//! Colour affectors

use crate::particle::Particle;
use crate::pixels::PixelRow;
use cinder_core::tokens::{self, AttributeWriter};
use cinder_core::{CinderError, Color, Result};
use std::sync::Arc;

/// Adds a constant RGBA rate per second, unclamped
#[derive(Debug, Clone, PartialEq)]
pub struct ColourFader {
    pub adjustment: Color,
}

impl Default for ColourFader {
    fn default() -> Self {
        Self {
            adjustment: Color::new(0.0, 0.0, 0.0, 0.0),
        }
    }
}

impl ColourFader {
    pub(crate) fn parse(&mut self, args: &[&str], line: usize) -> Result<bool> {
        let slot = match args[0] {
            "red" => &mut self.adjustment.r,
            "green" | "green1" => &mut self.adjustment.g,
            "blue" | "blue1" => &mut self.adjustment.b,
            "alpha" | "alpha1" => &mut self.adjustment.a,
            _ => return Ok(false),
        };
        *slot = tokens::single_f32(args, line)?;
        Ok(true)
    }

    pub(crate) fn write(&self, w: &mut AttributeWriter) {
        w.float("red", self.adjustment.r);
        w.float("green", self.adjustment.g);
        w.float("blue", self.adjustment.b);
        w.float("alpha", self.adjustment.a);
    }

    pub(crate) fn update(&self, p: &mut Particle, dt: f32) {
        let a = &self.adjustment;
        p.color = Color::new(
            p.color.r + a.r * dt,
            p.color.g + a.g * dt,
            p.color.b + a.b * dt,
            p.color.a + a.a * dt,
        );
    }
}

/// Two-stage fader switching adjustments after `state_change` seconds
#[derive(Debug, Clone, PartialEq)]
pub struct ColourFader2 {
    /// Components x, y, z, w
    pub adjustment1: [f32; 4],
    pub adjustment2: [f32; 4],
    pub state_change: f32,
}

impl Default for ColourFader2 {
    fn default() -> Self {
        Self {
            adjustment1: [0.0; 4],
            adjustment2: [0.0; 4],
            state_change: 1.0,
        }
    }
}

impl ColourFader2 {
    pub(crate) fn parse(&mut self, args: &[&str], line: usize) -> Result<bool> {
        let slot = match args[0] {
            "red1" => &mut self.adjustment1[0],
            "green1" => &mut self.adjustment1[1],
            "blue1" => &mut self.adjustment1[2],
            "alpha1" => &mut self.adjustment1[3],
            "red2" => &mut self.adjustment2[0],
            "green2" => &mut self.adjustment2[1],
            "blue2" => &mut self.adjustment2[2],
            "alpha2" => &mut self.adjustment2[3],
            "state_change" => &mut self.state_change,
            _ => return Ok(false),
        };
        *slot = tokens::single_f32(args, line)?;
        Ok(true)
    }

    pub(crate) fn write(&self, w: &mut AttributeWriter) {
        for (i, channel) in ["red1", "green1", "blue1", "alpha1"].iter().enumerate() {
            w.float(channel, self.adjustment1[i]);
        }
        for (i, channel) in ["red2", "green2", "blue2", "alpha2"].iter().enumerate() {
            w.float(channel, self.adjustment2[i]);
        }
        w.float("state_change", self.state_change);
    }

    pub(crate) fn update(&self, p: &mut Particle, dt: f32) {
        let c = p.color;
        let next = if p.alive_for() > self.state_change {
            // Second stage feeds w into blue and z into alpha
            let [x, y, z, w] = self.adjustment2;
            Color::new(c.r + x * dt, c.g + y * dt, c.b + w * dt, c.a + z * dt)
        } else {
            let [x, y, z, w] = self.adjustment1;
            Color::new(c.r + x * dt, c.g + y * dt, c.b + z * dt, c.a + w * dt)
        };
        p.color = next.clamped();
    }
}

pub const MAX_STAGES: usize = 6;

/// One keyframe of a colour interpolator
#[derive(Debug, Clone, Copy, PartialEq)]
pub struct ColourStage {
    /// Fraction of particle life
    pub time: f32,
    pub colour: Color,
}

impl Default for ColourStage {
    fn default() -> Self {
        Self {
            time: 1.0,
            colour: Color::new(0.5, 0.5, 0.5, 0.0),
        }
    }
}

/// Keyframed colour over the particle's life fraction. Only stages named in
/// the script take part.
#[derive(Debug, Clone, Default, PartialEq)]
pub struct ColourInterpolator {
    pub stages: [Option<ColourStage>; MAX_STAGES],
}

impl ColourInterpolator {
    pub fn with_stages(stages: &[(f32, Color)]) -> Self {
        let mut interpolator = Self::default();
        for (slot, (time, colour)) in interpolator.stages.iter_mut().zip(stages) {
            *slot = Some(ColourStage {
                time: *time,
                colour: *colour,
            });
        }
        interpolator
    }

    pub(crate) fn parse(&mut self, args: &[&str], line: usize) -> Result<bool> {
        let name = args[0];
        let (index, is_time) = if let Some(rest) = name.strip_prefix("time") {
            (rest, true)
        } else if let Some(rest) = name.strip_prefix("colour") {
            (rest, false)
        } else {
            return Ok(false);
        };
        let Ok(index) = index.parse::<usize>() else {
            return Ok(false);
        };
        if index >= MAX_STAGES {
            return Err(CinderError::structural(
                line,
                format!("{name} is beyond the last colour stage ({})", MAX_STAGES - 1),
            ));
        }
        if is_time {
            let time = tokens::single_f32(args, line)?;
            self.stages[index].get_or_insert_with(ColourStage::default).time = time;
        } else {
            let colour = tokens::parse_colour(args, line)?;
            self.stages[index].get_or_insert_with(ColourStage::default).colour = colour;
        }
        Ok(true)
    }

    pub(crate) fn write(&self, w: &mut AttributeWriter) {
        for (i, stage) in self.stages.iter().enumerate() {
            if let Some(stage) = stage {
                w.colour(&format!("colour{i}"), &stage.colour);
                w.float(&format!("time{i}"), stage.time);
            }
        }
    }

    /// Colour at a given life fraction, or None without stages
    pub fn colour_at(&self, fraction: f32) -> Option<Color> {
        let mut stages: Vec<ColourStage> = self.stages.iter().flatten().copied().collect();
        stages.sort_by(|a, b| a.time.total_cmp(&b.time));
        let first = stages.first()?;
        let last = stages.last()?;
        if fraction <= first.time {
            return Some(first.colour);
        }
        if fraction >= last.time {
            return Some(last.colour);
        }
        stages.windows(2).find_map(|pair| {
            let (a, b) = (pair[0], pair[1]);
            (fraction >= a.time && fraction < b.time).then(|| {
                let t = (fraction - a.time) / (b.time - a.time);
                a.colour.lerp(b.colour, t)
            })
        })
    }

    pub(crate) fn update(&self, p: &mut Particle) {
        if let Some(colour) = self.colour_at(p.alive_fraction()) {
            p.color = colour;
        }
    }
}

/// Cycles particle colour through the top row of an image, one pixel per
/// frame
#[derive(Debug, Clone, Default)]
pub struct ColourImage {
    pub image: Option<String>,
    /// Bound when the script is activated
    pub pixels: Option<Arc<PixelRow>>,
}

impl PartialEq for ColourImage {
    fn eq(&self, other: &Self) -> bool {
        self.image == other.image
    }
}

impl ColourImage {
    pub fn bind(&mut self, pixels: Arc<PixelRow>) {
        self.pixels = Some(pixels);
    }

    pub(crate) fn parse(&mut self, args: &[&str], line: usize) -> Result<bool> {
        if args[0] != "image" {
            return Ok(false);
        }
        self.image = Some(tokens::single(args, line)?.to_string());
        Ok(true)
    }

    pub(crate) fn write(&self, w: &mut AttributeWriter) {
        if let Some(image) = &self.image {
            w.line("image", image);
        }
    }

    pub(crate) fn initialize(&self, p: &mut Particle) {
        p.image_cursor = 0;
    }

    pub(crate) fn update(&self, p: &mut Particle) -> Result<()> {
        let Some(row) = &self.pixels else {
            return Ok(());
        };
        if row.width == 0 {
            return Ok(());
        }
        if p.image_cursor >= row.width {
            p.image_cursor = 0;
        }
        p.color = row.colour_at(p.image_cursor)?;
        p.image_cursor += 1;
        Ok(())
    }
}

-*-

▸ PROBLEM TO WORK ON: Your task is to reproduce the full listing exactly.

▸ EXERCISE OUTPUT:
//! Colour affectors

use crate::particle::Particle;
use crate::pixels::PixelRow;
use cinder_core::tokens::{self, AttributeWriter};
use cinder_core::{CinderError, Color, Result};
use std::sync::Arc;

/// Adds a constant RGBA rate per second, unclamped
#[derive(Debug, Clone, PartialEq)]
pub struct ColourFader {
    pub adjustment: Color,
}

impl Default for ColourFader {
    fn default() -> Self {
        Self {
            adjustment: Color::new(0.0, 0.0, 0.0, 0.0),
        }
    }
}

impl ColourFader {
    pub(crate) fn parse(&mut self, args: &[&str], line: usize) -> Result<bool> {
        let slot = match args[0] {
            "red" => &mut self.adjustment.r,
            "green" | "green1" => &mut self.adjustment.g,
            "blue" | "blue1" => &mut self.adjustment.b,
            "alpha" | "alpha1" => &mut self.adjustment.a,
            _ => return Ok(false),
        };
        *slot = tokens::single_f32(args, line)?;
        Ok(true)
    }

    pub(crate) fn write(&self, w: &mut AttributeWriter) {
        w.float("red", self.adjustment.r);
        w.float("green", self.adjustment.g);
        w.float("blue", self.adjustment.b);
        w.float("alpha", self.adjustment.a);
    }

    pub(crate) fn update(&self, p: &mut Particle, dt: f32) {
        let a = &self.adjustment;
        p.color = Color::new(
            p.color.r + a.r * dt,
            p.color.g + a.g * dt,
            p.color.b + a.b * dt,
            p.color.a + a.a * dt,
        );
    }
}

/// Two-stage fader switching adjustments after `state_change` seconds
#[derive(Debug, Clone, PartialEq)]
pub struct ColourFader2 {
    /// Components x, y, z, w
    pub adjustment1: [f32; 4],
    pub adjustment2: [f32; 4],
    pub state_change: f32,
}

impl Default for ColourFader2 {
    fn default() -> Self {
        Self {
            adjustment1: [0.0; 4],
            adjustment2: [0.0; 4],
            state_change: 1.0,
        }
    }
}

impl ColourFader2 {
    pub(crate) fn parse(&mut self, args: &[&str], line: usize) -> Result<bool> {
        let slot = match args[0] {
            "red1" => &mut self.adjustment1[0],
            "green1" => &mut self.adjustment1[1],
            "blue1" => &mut self.adjustment1[2],
            "alpha1" => &mut self.adjustment1[3],
            "red2" => &mut self.adjustment2[0],
            "green2" => &mut self.adjustment2[1],
            "blue2" => &mut self.adjustment2[2],
            "alpha2" => &mut self.adjustment2[3],
            "state_change" => &mut self.state_change,
            _ => return Ok(false),
        };
        *slot = tokens::single_f32(args, line)?;
        Ok(true)
    }

    pub(crate) fn write(&self, w: &mut AttributeWriter) {
        for (i, channel) in ["red1", "green1", "blue1", "alpha1"].iter().enumerate() {
            w.float(channel, self.adjustment1[i]);
        }
        for (i, channel) in ["red2", "green2", "blue2", "alpha2"].iter().enumerate() {
            w.float(channel, self.adjustment2[i]);
        }
        w.float("state_change", self.state_change);
    }

    pub(crate) fn update(&self, p: &mut Particle, dt: f32) {
        let c = p.color;
        let next = if p.alive_for() > self.state_change {
            // Second stage feeds w into blue and z into alpha
            let [x, y, z, w] = self.adjustment2;
            Color::new(c.r + x * dt, c.g + y * dt, c.b + w * dt, c.a + z * dt)
        } else {
            let [x, y, z, w] = self.adjustment1;
            Color::new(c.r + x * dt, c.g + y * dt, c.b + z * dt, c.a + w * dt)
        };
        p.color = next.clamped();
    }
}

pub const MAX_STAGES: usize = 6;

/// One keyframe of a colour interpolator
#[derive(Debug, Clone, Copy, PartialEq)]
pub struct ColourStage {
    /// Fraction of particle life
    pub time: f32,
    pub colour: Color,
}

impl Default for ColourStage {
    fn default() -> Self {
        Self {
            time: 1.0,
            colour: Color::new(0.5, 0.5, 0.5, 0.0),
        }
    }
}

/// Keyframed colour over the particle's life fraction. Only stages named in
/// the script take part.
#[derive(Debug, Clone, Default, PartialEq)]
pub struct ColourInterpolator {
    pub stages: [Option<ColourStage>; MAX_STAGES],
}

impl ColourInterpolator {
    pub fn with_stages(stages: &[(f32, Color)]) -> Self {
        let mut interpolator = Self::default();
        for (slot, (time, colour)) in interpolator.stages.iter_mut().zip(stages) {
            *slot = Some(ColourStage {
                time: *time,
                colour: *colour,
            });
        }
        interpolator
    }

    pub(crate) fn parse(&mut self, args: &[&str], line: usize) -> Result<bool> {
        let name = args[0];
        let (index, is_time) = if let Some(rest) = name.strip_prefix("time") {
            (rest, true)
        } else if let Some(rest) = name.strip_prefix("colour") {
            (rest, false)
        } else {
            return Ok(false);
        };
        let Ok(index) = index.parse::<usize>() else {
            return Ok(false);
        };
        if index >= MAX_STAGES {
            return Err(CinderError::structural(
                line,
                format!("{name} is beyond the last colour stage ({})", MAX_STAGES - 1),
            ));
        }
        if is_time {
            let time = tokens::single_f32(args, line)?;
            self.stages[index].get_or_insert_with(ColourStage::default).time = time;
        } else {
            let colour = tokens::parse_colour(args, line)?;
            self.stages[index].get_or_insert_with(ColourStage::default).colour = colour;
        }
        Ok(true)
    }

    pub(crate) fn write(&self, w: &mut AttributeWriter) {
        for (i, stage) in self.stages.iter().enumerate() {
            if let Some(stage) = stage {
                w.colour(&format!("colour{i}"), &stage.colour);
                w.float(&format!("time{i}"), stage.time);
            }
        }
    }

    /// Colour at a given life fraction, or None without stages
    pub fn colour_at(&self, fraction: f32) -> Option<Color> {
        let mut stages: Vec<ColourStage> = self.stages.iter().flatten().copied().collect();
        stages.sort_by(|a, b| a.time.total_cmp(&b.time));
        let first = stages.first()?;
        let last = stages.last()?;
        if fraction <= first.time {
            return Some(first.colour);
        }
        if fraction >= last.time {
            return Some(last.colour);
        }
        stages.windows(2).find_map(|pair| {
            let (a, b) = (pair[0], pair[1]);
            (fraction >= a.time && fraction < b.time).then(|| {
                let t = (fraction - a.time) / (b.time - a.time);
                a.colour.lerp(b.colour, t)
            })
        })
    }

    pub(crate) fn update(&self, p: &mut Particle) {
        if let Some(colour) = self.colour_at(p.alive_fraction()) {
            p.color = colour;
        }
    }
}

/// Cycles particle colour through the top row of an image, one pixel per
/// frame
#[derive(Debug, Clone, Default)]
pub struct ColourImage {
    pub image: Option<String>,
    /// Bound when the script is activated
    pub pixels: Option<Arc<PixelRow>>,
}

impl PartialEq for ColourImage {
    fn eq(&self, other: &Self) -> bool {
        self.image == other.image
    }
}

impl ColourImage {
    pub fn bind(&mut self, pixels: Arc<PixelRow>) {
        self.pixels = Some(pixels);
    }

    pub(crate) fn parse(&mut self, args: &[&str], line: usize) -> Result<bool> {
        if args[0] != "image" {
            return Ok(false);
        }
        self.image = Some(tokens::single(args, line)?.to_string());
        Ok(true)
    }

    pub(crate) fn write(&self, w: &mut AttributeWriter) {
        if let Some(image) = &self.image {
            w.line("image", image);
        }
    }

    pub(crate) fn initialize(&self, p: &mut Particle) {
        p.image_cursor = 0;
    }

    pub(crate) fn update(&self, p: &mut Particle) -> Result<()> {
        let Some(row) = &self.pixels else {
            return Ok(());
        };
        if row.width == 0 {
            return Ok(());
        }
        if p.image_cursor >= row.width {
            p.image_cursor = 0;
        }
        p.color = row.colour_at(p.image_cursor)?;
        p.image_cursor += 1;
        Ok(())
    }
}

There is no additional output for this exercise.